Glossary · DealProp
Vacancy rate
The percentage of rentable units that are not generating rent in a given period. The single number that tells you whether your portfolio is leaking money.
Vacancy rate is the percentage of rentable units in a portfolio that are not generating rent during a given period — usually a year. A 10-unit portfolio where one unit sits empty for two months has a vacancy rate of about 1.7% on the year (one unit, two months, divided by ten units times twelve months).
The honest computation includes every kind of non-rent — vacancies between tenants, units offline for renovation, units occupied by a non-paying holdover tenant. If money is not coming in from a unit that could be earning, it counts.
Why it matters
Vacancy is the most expensive line item most landlords never see. An empty unit does not just stop earning; it costs money — utilities, insurance, taxes, mortgage interest, ongoing maintenance — while contributing zero. A 30-day vacancy on a $1,800/month unit is about $1,800 in lost rent plus another $200-400 in carrying costs. A 90-day vacancy can easily eat a year of that unit's net profit.

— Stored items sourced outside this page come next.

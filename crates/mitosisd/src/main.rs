//! mitosisd: the Mitosis daemon.
//!
//! Single binary that assembles the Mitosis subsystems:
//! - Catalog store (redb)
//! - Shard stores behind the in-process transport
//! - Split-shard orchestrator
//! - REST API
//!
//! # Usage
//!
//! ```text
//! mitosisd init-config --path mitosis.toml
//! mitosisd standalone --config mitosis.toml --port 8443 --data-dir /var/lib/mitosis
//! mitosisd split --config mitosis.toml --from-shard rs0 --new-shard rs1 --remove-orphans
//! ```

mod config;
mod standalone;

use std::path::{Path, PathBuf};

use anyhow::bail;
use clap::{Parser, Subcommand};
use tracing::{info, warn};

use mitosis_split::{Caller, OperationContext, SplitShardRequest};

use crate::config::MitosisConfig;

#[derive(Parser)]
#[command(name = "mitosisd", about = "Mitosis daemon")]
struct Cli {
    #[command(subcommand)]
    command: Command,
}

#[derive(Subcommand)]
enum Command {
    /// Run in standalone mode (catalog, shards and API in one process).
    Standalone {
        /// Path to mitosis.toml.
        #[arg(long, default_value = "mitosis.toml")]
        config: PathBuf,

        /// Port to listen on (overrides api.port).
        #[arg(long)]
        port: Option<u16>,

        /// Data directory for persistent state (overrides data_dir).
        #[arg(long)]
        data_dir: Option<PathBuf>,
    },

    /// Write a starter mitosis.toml.
    InitConfig {
        /// Where to write the file.
        #[arg(long, default_value = "mitosis.toml")]
        path: PathBuf,

        /// Data directory recorded in the file.
        #[arg(long, default_value = "/var/lib/mitosis")]
        data_dir: PathBuf,

        /// Overwrite an existing file.
        #[arg(long)]
        force: bool,
    },

    /// Split a shard directly against the local data directory.
    Split {
        #[arg(long, default_value = "mitosis.toml")]
        config: PathBuf,

        #[arg(long)]
        from_shard: String,

        #[arg(long)]
        new_shard: String,

        /// Record range deletion tasks for ranges each shard lost.
        #[arg(long)]
        remove_orphans: bool,

        /// Drop unsharded collections left behind by moved databases.
        #[arg(long)]
        drop_orphaned_collections: bool,
    },
}

#[tokio::main]
async fn main() -> anyhow::Result<()> {
    // Initialize tracing.
    tracing_subscriber::fmt()
        .with_env_filter(
            tracing_subscriber::EnvFilter::try_from_default_env()
                .unwrap_or_else(|_| tracing_subscriber::EnvFilter::new("info,mitosisd=debug,mitosis=debug")),
        )
        .init();

    let cli = Cli::parse();

    match cli.command {
        Command::Standalone {
            config,
            port,
            data_dir,
        } => {
            let mut config = load_config(&config)?;
            if let Some(port) = port {
                config.api.port = port;
            }
            if let Some(data_dir) = data_dir {
                config.data_dir = data_dir;
            }
            standalone::run_standalone(config).await
        }
        Command::InitConfig {
            path,
            data_dir,
            force,
        } => init_config(&path, &data_dir, force),
        Command::Split {
            config,
            from_shard,
            new_shard,
            remove_orphans,
            drop_orphaned_collections,
        } => {
            let config = load_config(&config)?;
            let request = SplitShardRequest {
                from_shard,
                new_shard,
                remove_orphans,
                drop_orphaned_collections,
            };
            run_split(&config, &request).await
        }
    }
}

fn load_config(path: &Path) -> anyhow::Result<MitosisConfig> {
    let config = MitosisConfig::from_file(path)?;
    info!(path = ?path, shards = config.shards.len(), "configuration loaded");
    Ok(config)
}

fn init_config(path: &Path, data_dir: &Path, force: bool) -> anyhow::Result<()> {
    if path.exists() && !force {
        bail!("{} already exists (use --force to overwrite)", path.display());
    }
    let config = MitosisConfig::scaffold(data_dir);
    std::fs::write(path, config.to_toml_string()?)?;
    info!(path = ?path, "wrote starter configuration");
    Ok(())
}

/// Run one split in-process as the local operator; Ctrl-C cancels it.
async fn run_split(config: &MitosisConfig, request: &SplitShardRequest) -> anyhow::Result<()> {
    let node = standalone::assemble(config)?;
    let (ctx, cancel) = OperationContext::cancellable();

    let interrupt = tokio::spawn(async move {
        standalone::wait_for_ctrl_c().await;
        warn!("interrupt received, cancelling split");
        cancel.cancel();
    });
    let result = node
        .orchestrator
        .split_shard(&ctx, &Caller::internal(), request)
        .await;
    interrupt.abort();
    let report = result?;

    println!("{}", serde_json::to_string_pretty(&report)?);
    Ok(())
}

Vacancy also signals. A vacancy rate trending up across your portfolio over a couple of years is the market telling you something. A unit that sits vacant when comparable units in the neighborhood rent quickly is your unit telling you something. Track it and you have a leading indicator. Ignore it and you find out at year-end.
In DealProp
DealProp tracks vacancy at the unit level and rolls it up to the portfolio. Every day a unit is unoccupied counts toward the year's vacancy rate. The dashboard shows it as a percentage and as a dollar figure (estimated rent lost), so the cost is visible. Compare your rate against your own portfolio's trailing-twelve-month baseline, not against an industry average that may not match your market.